CA Hospital Patient's Death Betrays a Trust

A patient's death resulting from a medical error during a lockout of unionized nursing staff was tragic. Unfortunately, what followed was a travesty, as the California Nurses Association/National Nurses United, Sutter Health, and the California Hospital Association executives abandoned decorum and traded barbs and pointed fingers.

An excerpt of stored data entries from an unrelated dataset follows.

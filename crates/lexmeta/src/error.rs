//! Error types for the lexmeta library.
//!
//! Only structural failures surface as errors: an unreadable or encrypted source
//! document, a rejected upload, or a broken configuration/artifact file. Anomalies
//! found while extracting individual references (an unparseable date candidate, a
//! reference whose page cannot be located, a generic name on the stop-list) are
//! absorbed by the extractors and never reach this type.
//!
//! # Examples
//!
//! ```no_run
//! use lexmeta::{error::LexmetaError, pdf::PdfParser};
//!
//! match PdfParser::open("contract.pdf") {
//!   Err(LexmetaError::EncryptedDocument) => println!("Document is password protected"),
//!   Err(LexmetaError::Lopdf(e)) => println!("Malformed PDF: {}", e),
//!   Err(e) => println!("Other error: {}", e),
//!   Ok(_) => println!("Opened!"),
//! }
//! ```

use thiserror::Error;

/// Error type alias used for the [`lexmeta`](crate) crate.
pub type Result<T> = core::result::Result<T, LexmetaError>;

/// Errors that can occur when parsing documents and writing their artifacts.
#[derive(Error, Debug)]
pub enum LexmetaError {
  /// PDF parsing and processing errors from the lopdf library.
  ///
  /// Any page that cannot be decoded fails the whole document; no partially
  /// assembled [`ParsedDocument`](crate::content::ParsedDocument) is ever returned.
  #[error(transparent)]
  Lopdf(#[from] lopdf::Error),

  /// The PDF is encrypted and cannot be decomposed without a password.
  #[error("Document is encrypted")]
  EncryptedDocument,

  /// A page number outside `1..=page_count` was requested from a page parser.
  #[error("Page {0} does not exist in this document")]
  PageNotFound(u32),

  /// The upload was missing, empty or not a regular file and was rejected before any processing.
  #[error("Invalid request: {0}")]
  InvalidRequest(String),

  /// A file system operation failed.
  #[error(transparent)]
  Io(#[from] std::io::Error),

  /// An artifact could not be serialized or deserialized.
  #[error(transparent)]
  Json(#[from] serde_json::Error),

  /// A configuration file could not be parsed.
  #[error(transparent)]
  TomlDe(#[from] toml::de::Error),

  /// A configuration could not be written as TOML.
  #[error(transparent)]
  TomlSer(#[from] toml::ser::Error),

  /// A `document_date` value was neither an ISO date nor the "not found" sentinel.
  #[error("Invalid document date: {0}")]
  InvalidDocumentDate(String),
}
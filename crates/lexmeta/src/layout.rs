//! Decomposed page input and the page element builder.
//!
//! A [`PageLayout`] is what a [`PageParser`] yields for one page: the words it
//! found (each with a bounding box), any tables as grids of cell strings, and the
//! page's raw text. [`PageLayout::elements`] turns that into the flat, ordered list
//! of [`ContentElement`]s that the rest of the pipeline consumes.
//!
//! Words are not merged into lines or sentences: each token becomes
//! its own paragraph element.
//!
//! # Examples
//!
//! ```
//! use lexmeta::{
//!   content::ContentElement,
//!   layout::{BoundingBox, PageLayout, Table, Word},
//! };
//!
//! let page = PageLayout::new(2)
//!   .with_word(Word::new("Clause", BoundingBox::new(72.0, 90.0, 110.0, 102.0)))
//!   .with_table(Table::new(vec![vec!["Item".into(), "Due".into()]]))
//!   .with_text("Figure 1: Site plan");
//!
//! let elements = page.elements();
//! assert_eq!(elements.len(), 3);
//! assert!(matches!(elements[2], ContentElement::Figure { .. }));
//! ```

use super::*;

/// Axis-aligned box of a word on the page, `[x0, top, x1, bottom]`.
///
/// Coordinates use a top-left origin, the convention of most PDF layout tools.
#[derive(Debug, Clone, Copy, PartialEq, Serialize, Deserialize)]
#[serde(from = "[f64; 4]", into = "[f64; 4]")]
pub struct BoundingBox {
  /// Left edge
  pub x0:     f64,
  /// Distance of the upper edge from the top of the page
  pub top:    f64,
  /// Right edge
  pub x1:     f64,
  /// Distance of the baseline from the top of the page
  pub bottom: f64,
}

impl BoundingBox {
  /// Creates a box from its edges in `[x0, top, x1, bottom]` order.
  pub fn new(x0: f64, top: f64, x1: f64, bottom: f64) -> Self { Self { x0, top, x1, bottom } }
}

impl From<[f64; 4]> for BoundingBox {
  fn from([x0, top, x1, bottom]: [f64; 4]) -> Self { Self { x0, top, x1, bottom } }
}

impl From<BoundingBox> for [f64; 4] {
  fn from(bbox: BoundingBox) -> Self { [bbox.x0, bbox.top, bbox.x1, bbox.bottom] }
}

/// A single word recovered from a page.
#[derive(Debug, Clone, PartialEq)]
pub struct Word {
  /// Word text, without surrounding whitespace
  pub text: String,
  /// Where the word sits on the page
  pub bbox: BoundingBox,
}

impl Word {
  /// Creates a word.
  pub fn new(text: impl Into<String>, bbox: BoundingBox) -> Self {
    Self { text: text.into(), bbox }
  }
}

/// A table as a grid of cell strings, row-major.
#[derive(Debug, Clone, Default, PartialEq)]
pub struct Table {
  /// Cell text, one vector per row
  pub rows: Vec<Vec<String>>,
}

impl Table {
  /// Creates a table from its rows.
  pub fn new(rows: Vec<Vec<String>>) -> Self { Self { rows } }

  /// Plain-text rendering: cells joined by `" | "`, rows joined by newlines.
  pub fn to_text(&self) -> String {
    self.rows.iter().map(|row| row.join(" | ")).collect::<Vec<_>>().join("\n")
  }

  /// HTML rendering with one `<tr>` per row and one `<td>` per cell.
  ///
  /// Cell text is emitted as-is.
  pub fn to_html(&self) -> String {
    let mut html = String::from("<table>");
    for row in &self.rows {
      html.push_str("<tr>");
      for cell in row {
        html.push_str("<td>");
        html.push_str(cell);
        html.push_str("</td>");
      }
      html.push_str("</tr>");
    }
    html.push_str("</table>");
    html
  }
}

/// Everything a page parser recovered from one page.
#[derive(Debug, Clone, Default, PartialEq)]
pub struct PageLayout {
  /// 1-based page number
  pub number: u32,
  /// Words in extraction order
  pub words:  Vec<Word>,
  /// Tables in extraction order
  pub tables: Vec<Table>,
  /// Raw page text, `None` when the parser could not provide any
  pub text:   Option<String>,
}

impl PageLayout {
  /// An empty layout for page `number`; fill it with the `with_*` builders.
  pub fn new(number: u32) -> Self { Self { number, ..Default::default() } }

  /// Appends a word.
  pub fn with_word(mut self, word: Word) -> Self {
    self.words.push(word);
    self
  }

  /// Appends a table.
  pub fn with_table(mut self, table: Table) -> Self {
    self.tables.push(table);
    self
  }

  /// Sets the raw page text used for caption detection.
  pub fn with_text(mut self, text: impl Into<String>) -> Self {
    self.text = Some(text.into());
    self
  }

  /// Converts the page into content elements.
  ///
  /// Order is: one paragraph per non-empty word, then one element per table, then
  /// exactly one figure marker. The figure is emitted whether or not the page holds
  /// an image; it carries the placeholder filename `page_<n>.png` and the first
  /// caption found in the raw text.
  pub fn elements(&self) -> Vec<ContentElement> {
    let mut elements = Vec::with_capacity(self.words.len() + self.tables.len() + 1);

    for word in &self.words {
      let text = word.text.trim();
      if text.is_empty() {
        continue;
      }
      elements.push(ContentElement::Paragraph {
        text:        text.to_string(),
        page_number: self.number,
        metadata:    ParagraphMetadata { bbox: word.bbox },
      });
    }

    for table in &self.tables {
      elements.push(ContentElement::Table {
        text:        table.to_text(),
        html:        table.to_html(),
        page_number: self.number,
        metadata:    serde_json::Map::new(),
      });
    }

    elements.push(ContentElement::Figure {
      image_filename: format!("page_{}.png", self.number),
      caption:        extract_caption(self.text.as_deref()),
      page_number:    self.number,
      metadata:       serde_json::Map::new(),
    });

    trace!("Page {} produced {} elements", self.number, elements.len());
    elements
  }
}

/// Returns the first figure caption in `text`, or an empty string.
///
/// A caption starts at "Figure" or "Fig" (any case), optionally followed by
/// separators, a numeral and punctuation, and runs to the end of that line.
pub fn extract_caption(text: Option<&str>) -> String {
  lazy_static! {
    static ref CAPTION: Regex = Regex::new(r"(?i)(Figure|Fig)[\s\-:]*(\d+)?[:.\-]?\s*(.+)").unwrap();
  }

  let Some(text) = text else { return String::new() };
  CAPTION.find(text).map(|m| m.as_str().to_string()).unwrap_or_default()
}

6 comments on "CA Hospital Patient's Death Betrays a Trust"
Maureen Dugan (10/5/2011 at 2:21 AM)

Yes Registered Nurses are trusted by patients and the community. We did not betray that trust. That was done by hospital administrators such as Sutter, who refuse to negotiate in good faith. Registered Nurses do not strike lightly. We are held to a 100% standard of providing safe, effective and therapeutic care[INVALID]and yet how do we as nurses hold the hospital to their 100% of responsibility? Thankfully , as a member of a all RN Union , we have a voice. We speak up every day and every way afforded to us. What we hear in response is: no staff is available, you have to make due, our budget is fixed, ignore the obscene raises and bonuses the CEO, etc are getting, there is no more nursing staff to assist you....Nurses are standing up , advocating for our patients and our profession. If I do not do that I can have my license revoked by the state. My patients trust me to fight for them , and that is what I do every day for the last 22 years.
april (10/4/2011 at 9:44 PM)

ARE YOU KIDDING ME????!!!!! You think doctors treat patients for no money (where the hell did you get that from by the way), you think doctors have to put up with the CRAP that nurses have to put up with from management trying to change the ways we KNOW patients should be treated? We have a solid education in patient care but the people who decide how to treat patients sit behind a desk. Ridiculous. If nurses made more decisions on patient care errors and death rates would plummet.
Sheri (10/4/2011 at 7:27 PM)

Really? at Chloes comment above- Doctors look at insurance cards far more often than nurses ever do.
Sheri (10/4/2011 at 7:24 PM)

Some people will never get it. It IS about patient advocacy. Ensuring that nurses are staffed adequately, in order to AVOID exactly these types of errors. I am flabbergasted at the mistake made by this nurse, and I am willing to bet that she is not oncology certified, let alone chemotherapy certified. She injected a nutritional supplement into a central venous catheter. This isn't just a mistake, it's a lack of clinical experience. Sorry, this burden is borne by Summit, not the nurses who work there, nor the ones who tried to go back, nor the union. In the history of nursing walk outs and strikes, it has always been understood, though unwritten, that a specialty nurse would be happy to cross that picket line, with the unions and fellow nurse peers support, in order to provide care no one was competent in providing. We have always made exceptions. Don't insult nurses by implying we are ever anything else first, but patient advocates. Yes, we want to be paid a fair wage, we want a life too with appropriate schedules, and educational opportunities to further our ability to provide the best care. In the end, we're there FOR the patient, because trust me, the money is nowhere near good enough if you don't LOVE this job.
Matt (10/4/2011 at 4:26 PM)

Perhaps this will begin raising questions if medical unions should exist at all...
Chloe (10/4/2011 at 1:38 PM)

Maybe all the hype about nurses as angels of mercy will finally be debunked. There is a difference between doctors and nurses. Doctors DON'T abandon their patients for a day over wages. Doctors treat hospital patients on a regular basis for no pay at all. They don't look at insurance cards. Nurses could take a lesson from the work ethic and compassion of those "disruptive doctors."